** Records to process **
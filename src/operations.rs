//! Arithmetic operations on datasets.
//!
//! Binary operations combine event data at event level where possible and fall back to
//! histograms otherwise. Spectra must line up one to one and histogram bin edges must agree.

use hashbrown::HashSet;
use ndarray::Array2;
use ndarray_stats::QuantileExt;
use rayon::prelude::*;
use tracing::{event, Level};

use crate::error::ReductionError;
use crate::models::PositivityPolicy;
use crate::types::{edges_match, Dataset, DatasetData, Event, EventData, Histogram};

/// Check that two datasets can be combined.
fn check_compatible(
    operation: &'static str,
    left: &Dataset,
    right: &Dataset,
) -> Result<(), ReductionError> {
    let incompatible = |reason: String| ReductionError::IncompatibleDatasets { operation, reason };
    if left.units != right.units {
        return Err(incompatible(format!(
            "units {} and {} differ",
            left.units, right.units
        )));
    }
    if left.spectrum_numbers() != right.spectrum_numbers() {
        return Err(incompatible(format!(
            "{} has {} spectra, {} has {}",
            left.name,
            left.number_spectra(),
            right.name,
            right.number_spectra()
        )));
    }
    Ok(())
}

/// Check that two histograms share bin edges.
fn check_edges(
    operation: &'static str,
    left: &Histogram,
    right: &Histogram,
) -> Result<(), ReductionError> {
    if edges_match(&left.edges, &right.edges) {
        Ok(())
    } else {
        Err(ReductionError::IncompatibleDatasets {
            operation,
            reason: "bin edges differ".to_string(),
        })
    }
}

/// Histogram the events of one spectrum.
fn histogram_row(events: &[Event], edges: &[f64]) -> (Vec<f64>, Vec<f64>) {
    let bins = edges.len().saturating_sub(1);
    let mut counts = vec![0.0; bins];
    let mut errors_squared = vec![0.0; bins];
    for event in events {
        if let Some(bin) = Histogram::find_bin(edges, event.tof) {
            counts[bin] += event.weight;
            errors_squared[bin] += event.error_squared;
        }
    }
    (counts, errors_squared)
}

/// Convert a dataset to a histogram.
///
/// Event data is binned with its own bin edges. Histogram data is returned unchanged.
pub fn convert_to_histogram(dataset: Dataset) -> Result<Dataset, ReductionError> {
    let Dataset {
        name,
        units,
        data,
        run,
        geometry,
    } = dataset;
    let data = match data {
        DatasetData::Histogram(histogram) => DatasetData::Histogram(histogram),
        DatasetData::Events(events) => {
            let Some(edges) = events.edges else {
                return Err(ReductionError::IncompatibleDatasets {
                    operation: "histogram",
                    reason: format!("{} has no bin edges", name),
                });
            };
            let edges_slice = edges.to_vec();
            let rows: Vec<(Vec<f64>, Vec<f64>)> = events
                .spectra
                .par_iter()
                .map(|spectrum| histogram_row(&spectrum.events, &edges_slice))
                .collect();
            let spectrum_numbers = events
                .spectra
                .iter()
                .map(|spectrum| spectrum.spectrum_number)
                .collect();
            let mut histogram = Histogram::zeros(edges, spectrum_numbers);
            for (index, (counts, errors_squared)) in rows.into_iter().enumerate() {
                for (bin, (count, error_squared)) in
                    counts.into_iter().zip(errors_squared).enumerate()
                {
                    histogram.counts[[index, bin]] = count;
                    histogram.errors[[index, bin]] = error_squared.sqrt();
                }
            }
            DatasetData::Histogram(histogram)
        }
    };
    Ok(Dataset {
        name,
        units,
        data,
        run,
        geometry,
    })
}

/// Add two datasets.
///
/// Event lists are concatenated spectrum by spectrum. Histogram counts are summed with errors
/// added in quadrature. If only one side holds events it is histogrammed first. Run metadata is
/// merged, so pulses common to both sides are counted once.
pub fn add(left: Dataset, right: Dataset) -> Result<Dataset, ReductionError> {
    check_compatible("add", &left, &right)?;
    let (left, right) = match (left.is_event(), right.is_event()) {
        (true, false) => (convert_to_histogram(left)?, right),
        (false, true) => (left, convert_to_histogram(right)?),
        _ => (left, right),
    };
    let Dataset {
        name,
        units,
        data,
        mut run,
        geometry,
    } = left;
    run.merge(&right.run);
    let geometry = geometry.or(right.geometry);
    let data = match (data, right.data) {
        (DatasetData::Events(mut left), DatasetData::Events(right)) => {
            for (spectrum, other) in left.spectra.iter_mut().zip(right.spectra) {
                spectrum.events.extend(other.events);
            }
            if left.edges.is_none() {
                left.edges = right.edges;
            }
            DatasetData::Events(left)
        }
        (DatasetData::Histogram(mut left), DatasetData::Histogram(right)) => {
            check_edges("add", &left, &right)?;
            left.counts += &right.counts;
            left.errors = quadrature(&left.errors, &right.errors);
            DatasetData::Histogram(left)
        }
        _ => {
            return Err(ReductionError::IncompatibleDatasets {
                operation: "add",
                reason: "mixed event and histogram data".to_string(),
            })
        }
    };
    Ok(Dataset {
        name,
        units,
        data,
        run,
        geometry,
    })
}

/// Subtract `right` from `left`.
///
/// Event data subtracts at event level by appending the events of `right` with negated weights.
/// The run metadata of `left` is kept.
pub fn subtract(left: Dataset, right: Dataset) -> Result<Dataset, ReductionError> {
    check_compatible("subtract", &left, &right)?;
    if left.is_event() && right.is_event() {
        let mut result = left;
        if let (DatasetData::Events(left), DatasetData::Events(right)) =
            (&mut result.data, right.data)
        {
            for (spectrum, other) in left.spectra.iter_mut().zip(right.spectra) {
                spectrum.events.extend(other.events.into_iter().map(|event| Event {
                    weight: -event.weight,
                    ..event
                }));
            }
            if left.edges.is_none() {
                left.edges = right.edges;
            }
        }
        return Ok(result);
    }
    let mut result = convert_to_histogram(left)?;
    let right = convert_to_histogram(right)?;
    if let (DatasetData::Histogram(left), DatasetData::Histogram(right)) =
        (&mut result.data, &right.data)
    {
        check_edges("subtract", left, right)?;
        left.counts -= &right.counts;
        left.errors = quadrature(&left.errors, &right.errors);
    }
    Ok(result)
}

/// Divide `left` by `right`.
///
/// Both sides are histogrammed. Relative errors add in quadrature. Bins with a zero divisor are
/// set to zero with zero error. The run metadata of `left` is kept.
pub fn divide(left: Dataset, right: Dataset) -> Result<Dataset, ReductionError> {
    check_compatible("divide", &left, &right)?;
    let mut result = convert_to_histogram(left)?;
    let right = convert_to_histogram(right)?;
    if let (DatasetData::Histogram(left), DatasetData::Histogram(right)) =
        (&mut result.data, &right.data)
    {
        check_edges("divide", left, right)?;
        ndarray::Zip::from(&mut left.counts)
            .and(&mut left.errors)
            .and(&right.counts)
            .and(&right.errors)
            .for_each(|count, error, divisor, divisor_error| {
                if *divisor == 0.0 {
                    *count = 0.0;
                    *error = 0.0;
                } else {
                    let quotient = *count / divisor;
                    *error = ((*error / divisor).powi(2)
                        + (quotient * divisor_error / divisor).powi(2))
                    .sqrt();
                    *count = quotient;
                }
            });
    }
    Ok(result)
}

fn quadrature(left: &Array2<f64>, right: &Array2<f64>) -> Array2<f64> {
    ndarray::Zip::from(left)
        .and(right)
        .map_collect(|l, r| (l * l + r * r).sqrt())
}

/// Deduplicate the events of one spectrum.
fn compress_events(mut events: Vec<Event>, tolerance: f64) -> Vec<Event> {
    events.sort_by(|a, b| a.tof.total_cmp(&b.tof));
    let bucket = |tof: f64| {
        if tolerance > 0.0 {
            (tof / tolerance).floor()
        } else {
            tof
        }
    };
    let mut compressed = Vec::with_capacity(events.len());
    let mut start = 0;
    while start < events.len() {
        let key = bucket(events[start].tof);
        let end = start
            + events[start..]
                .iter()
                .take_while(|event| bucket(event.tof) == key)
                .count()
                .max(1);
        let group = &events[start..end];
        if let [single] = group {
            compressed.push(*single);
        } else {
            let weight: f64 = group.iter().map(|event| event.weight).sum();
            let error_squared = group.iter().map(|event| event.error_squared).sum();
            let (low, high) = (group[0].tof, group[group.len() - 1].tof);
            let mean = if weight != 0.0 {
                group.iter().map(|event| event.weight * event.tof).sum::<f64>() / weight
            } else {
                group.iter().map(|event| event.tof).sum::<f64>() / group.len() as f64
            };
            let pulse_time_ns = group
                .iter()
                .map(|event| event.pulse_time_ns)
                .min()
                .unwrap_or_default();
            compressed.push(Event {
                tof: mean.clamp(low, high),
                pulse_time_ns,
                weight,
                error_squared,
            });
        }
        start = end;
    }
    compressed
}

/// Deduplicate events.
///
/// Events of a spectrum falling in the same `floor(tof / tolerance)` bucket are replaced by a
/// single weighted event. A tolerance of 0 merges only identical times of flight. Histogram
/// data is left unchanged.
///
/// # Arguments
///
/// * `dataset`: Dataset to compress in place
/// * `tolerance`: Bucket width, non-negative
pub fn compress(dataset: &mut Dataset, tolerance: f64) {
    if let DatasetData::Events(events) = &mut dataset.data {
        let before: usize = events.spectra.iter().map(|spectrum| spectrum.len()).sum();
        events.spectra.par_iter_mut().for_each(|spectrum| {
            let taken = std::mem::take(&mut spectrum.events);
            spectrum.events = compress_events(taken, tolerance);
        });
        let after: usize = events.spectra.iter().map(|spectrum| spectrum.len()).sum();
        event!(
            Level::TRACE,
            "Compressed {} from {} to {} events",
            dataset.name,
            before,
            after
        );
    }
}

/// Multiply a dataset by a constant.
pub fn scale(dataset: &mut Dataset, factor: f64) {
    match &mut dataset.data {
        DatasetData::Events(events) => {
            for event in events
                .spectra
                .iter_mut()
                .flat_map(|spectrum| spectrum.events.iter_mut())
            {
                event.weight *= factor;
                event.error_squared *= factor * factor;
            }
        }
        DatasetData::Histogram(histogram) => {
            histogram.counts *= factor;
            histogram.errors *= factor.abs();
        }
    }
}

/// Remove negative values according to a policy.
///
/// Policies other than [PositivityPolicy::None] histogram the dataset.
pub fn reset_negatives(
    dataset: Dataset,
    policy: PositivityPolicy,
) -> Result<Dataset, ReductionError> {
    if policy == PositivityPolicy::None {
        return Ok(dataset);
    }
    let mut dataset = convert_to_histogram(dataset)?;
    if let DatasetData::Histogram(histogram) = &mut dataset.data {
        match policy {
            PositivityPolicy::None => {}
            PositivityPolicy::ResetToZero => {
                histogram.counts.mapv_inplace(|count| count.max(0.0));
            }
            PositivityPolicy::AddMinimum => {
                let minimum = *histogram.counts.min_skipnan();
                if minimum < 0.0 {
                    let shift = minimum.abs();
                    event!(Level::DEBUG, "Shifting {} by {}", dataset.name, shift);
                    histogram.counts.mapv_inplace(|count| count + shift);
                }
            }
        }
    }
    Ok(dataset)
}

/// Divide a dataset by its integrated proton charge.
///
/// On success the dataset is marked as normalised. A dataset without charge is left unchanged.
pub fn normalise_by_current(dataset: &mut Dataset) -> Result<(), ReductionError> {
    let charge = dataset.run.integrated_proton_charge();
    if !(charge > 0.0) {
        return Err(ReductionError::NoProtonCharge {
            name: dataset.name.clone(),
        });
    }
    scale(dataset, 1.0 / charge);
    dataset.run.set_property("gsas_monitor", 1);
    dataset.run.set_property("normalized_by_current", true);
    Ok(())
}

/// How to reset uncertainties.
#[derive(Clone, Copy, Debug, PartialEq)]
pub enum Uncertainties {
    /// Set errors to zero
    Zero,
    /// Set errors to the square root of the absolute counts
    Sqrt,
}

/// Reset the uncertainties of a dataset.
pub fn set_uncertainties(dataset: &mut Dataset, mode: Uncertainties) {
    match &mut dataset.data {
        DatasetData::Events(EventData { spectra, .. }) => {
            for event in spectra
                .iter_mut()
                .flat_map(|spectrum| spectrum.events.iter_mut())
            {
                event.error_squared = match mode {
                    Uncertainties::Zero => 0.0,
                    Uncertainties::Sqrt => event.weight.abs(),
                };
            }
        }
        DatasetData::Histogram(histogram) => match mode {
            Uncertainties::Zero => histogram.errors.fill(0.0),
            Uncertainties::Sqrt => {
                histogram.errors = histogram.counts.mapv(|count| count.abs().sqrt())
            }
        },
    }
}

/// Drop pulses with low proton charge.
///
/// Pulses whose charge is below `cutoff_percent` of the mean pulse charge are removed from the
/// pulse log, together with their events. Returns the number of pulses removed.
pub fn filter_bad_pulses(dataset: &mut Dataset, cutoff_percent: f64) -> usize {
    let pulses = &dataset.run.proton_charge;
    if pulses.is_empty() || cutoff_percent <= 0.0 {
        return 0;
    }
    let mean = pulses.values().sum::<f64>() / pulses.len() as f64;
    let threshold = mean * cutoff_percent / 100.0;
    let bad: HashSet<i64> = pulses
        .iter()
        .filter(|(_, charge)| **charge < threshold)
        .map(|(time, _)| *time)
        .collect();
    if bad.is_empty() {
        return 0;
    }
    dataset.run.proton_charge.retain(|time, _| !bad.contains(time));
    if let DatasetData::Events(events) = &mut dataset.data {
        for spectrum in events.spectra.iter_mut() {
            spectrum
                .events
                .retain(|event| !bad.contains(&event.pulse_time_ns));
        }
    }
    event!(
        Level::DEBUG,
        "Removed {} bad pulses from {}",
        bad.len(),
        dataset.name
    );
    bad.len()
}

** Problem details **
Each line above that includes "taken" should be shown.

** Task solution **
            let taken = std::mem::take(&mut spectrum.events);
            spectrum.events = compress_events(taken, tolerance);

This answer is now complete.